++++ DATA EXTRACTS

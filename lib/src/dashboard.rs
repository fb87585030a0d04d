// lib/src/dashboard.rs
//
// Aggregates shown on the landing pages. Read failures degrade to empty
// lists and zero counts with an error notice; they never fail the page.

use chrono::{DateTime, NaiveDate, Utc};
use models::medical::{Appointment, AppointmentStatus, Doctor};
use serde::Serialize;
use tracing::{error, warn};

use crate::notice::Notice;
use crate::repository::{AppointmentRepository, AppointmentStats, DoctorRepository, PatientRepository};

#[derive(Debug, Clone, Copy, Default, PartialEq, Eq, Serialize)]
#[serde(rename_all = "camelCase")]
pub struct DoctorStats {
    pub total: usize,
    pub completed: usize,
    /// Scheduled or checked in.
    pub waiting: usize,
    pub in_progress: usize,
}

impl DoctorStats {
    pub fn from_appointments(appointments: &[Appointment]) -> Self {
        let count = |f: &dyn Fn(AppointmentStatus) -> bool| appointments.iter().filter(|a| f(a.status)).count();
        DoctorStats {
            total: appointments.len(),
            completed: count(&|s| s == AppointmentStatus::Completed),
            waiting: count(&|s| matches!(s, AppointmentStatus::Scheduled | AppointmentStatus::CheckedIn)),
            in_progress: count(&|s| s == AppointmentStatus::InProgress),
        }
    }
}

#[derive(Debug, Clone, Serialize)]
#[serde(rename_all = "camelCase")]
pub struct DoctorDashboard {
    pub doctor: Option<Doctor>,
    pub doctor_id: String,
    pub date: NaiveDate,
    pub today: Vec<Appointment>,
    pub today_stats: DoctorStats,
    pub overall_stats: DoctorStats,
    pub notices: Vec<Notice>,
}

#[derive(Debug, Clone, Serialize)]
#[serde(rename_all = "camelCase")]
pub struct ReceptionDashboard {
    pub date: NaiveDate,
    pub patient_count: usize,
    pub today: Vec<Appointment>,
    pub stats: AppointmentStats,
    pub notices: Vec<Notice>,
}

#[derive(Debug, Clone, Copy, Default, PartialEq, Eq, Serialize)]
#[serde(rename_all = "camelCase")]
pub struct PatientVisitSummary {
    pub total_visits: usize,
    pub completed_visits: usize,
    /// Dated after `now` and not cancelled.
    pub upcoming_visits: usize,
    pub last_visit: Option<DateTime<Utc>>,
}

impl PatientVisitSummary {
    pub fn from_appointments(appointments: &[Appointment], now: DateTime<Utc>) -> Self {
        let completed = appointments.iter().filter(|a| a.status == AppointmentStatus::Completed);
        PatientVisitSummary {
            total_visits: appointments.len(),
            completed_visits: completed.clone().count(),
            upcoming_visits: appointments
                .iter()
                .filter(|a| a.date > now && a.status != AppointmentStatus::Cancelled)
                .count(),
            last_visit: completed.map(|a| a.date).max(),
        }
    }
}

/// The doctor profile linked to `uid`, and the id to query appointments by.
/// Accounts without a profile fall back to their own uid.
pub async fn resolve_doctor(doctors: &DoctorRepository, uid: &str) -> (Option<Doctor>, String) {
    match doctors.by_user_id(uid).await {
        Ok(Some(doctor)) => {
            let id = doctor.id.clone();
            (Some(doctor), id)
        }
        Ok(None) => (None, uid.to_string()),
        Err(e) => {
            warn!("Could not load doctor profile for {}: {}", uid, e);
            (None, uid.to_string())
        }
    }
}

pub async fn doctor_dashboard(
    doctors: &DoctorRepository,
    appointments: &AppointmentRepository,
    uid: &str,
    today: NaiveDate,
) -> DoctorDashboard {
    let (doctor, doctor_id) = resolve_doctor(doctors, uid).await;
    let mut notices = Vec::new();

    let todays = appointments.by_doctor(&doctor_id, Some(today)).await.unwrap_or_else(|e| {
        error!("Error fetching today's appointments for {}: {}", doctor_id, e);
        notices.push(Notice::error("Error loading today's appointments."));
        Vec::new()
    });
    let all = appointments.by_doctor(&doctor_id, None).await.unwrap_or_else(|e| {
        error!("Error fetching appointments for {}: {}", doctor_id, e);
        notices.push(Notice::error("Failed to load appointments."));
        Vec::new()
    });

    DoctorDashboard {
        doctor,
        today_stats: DoctorStats::from_appointments(&todays),
        overall_stats: DoctorStats::from_appointments(&all),
        doctor_id,
        date: today,
        today: todays,
        notices,
    }
}

pub async fn reception_dashboard(
    patients: &PatientRepository,
    appointments: &AppointmentRepository,
    today: NaiveDate,
) -> ReceptionDashboard {
    let mut notices = Vec::new();
    let patient_count = patients.count_patients().await.unwrap_or_else(|e| {
        error!("Error counting patients: {}", e);
        notices.push(Notice::error("Failed to load patient count."));
        0
    });
    let todays = appointments.by_date(today).await.unwrap_or_else(|e| {
        error!("Error fetching appointments for {}: {}", today, e);
        notices.push(Notice::error("Failed to load today's appointments."));
        Vec::new()
    });
    ReceptionDashboard {
        date: today,
        patient_count,
        today: todays,
        stats: appointments.stats().await,
        notices,
    }
}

++++++++

DIRECTIONS FOR THIS TASK = After locating the line that contains "pub fn from_appointments(appointments: &[Appointment])", please copy exactly every line from the start of the records through it, and nothing else.

ANSWER SPACE =
filename lib/src/dashboard.rs
repository fb87585030a0d04d
// lib/src/dashboard.rs
//
// Aggregates shown on the landing pages. Read failures degrade to empty
// lists and zero counts with an error notice; they never fail the page.

use chrono::{DateTime, NaiveDate, Utc};
use models::medical::{Appointment, AppointmentStatus, Doctor};
use serde::Serialize;
use tracing::{error, warn};

use crate::notice::Notice;
use crate::repository::{AppointmentRepository, AppointmentStats, DoctorRepository, PatientRepository};

#[derive(Debug, Clone, Copy, Default, PartialEq, Eq, Serialize)]
#[serde(rename_all = "camelCase")]
pub struct DoctorStats {
    pub total: usize,
    pub completed: usize,
    /// Scheduled or checked in.
    pub waiting: usize,
    pub in_progress: usize,
}

impl DoctorStats {
    pub fn from_appointments(appointments: &[Appointment]) -> Self {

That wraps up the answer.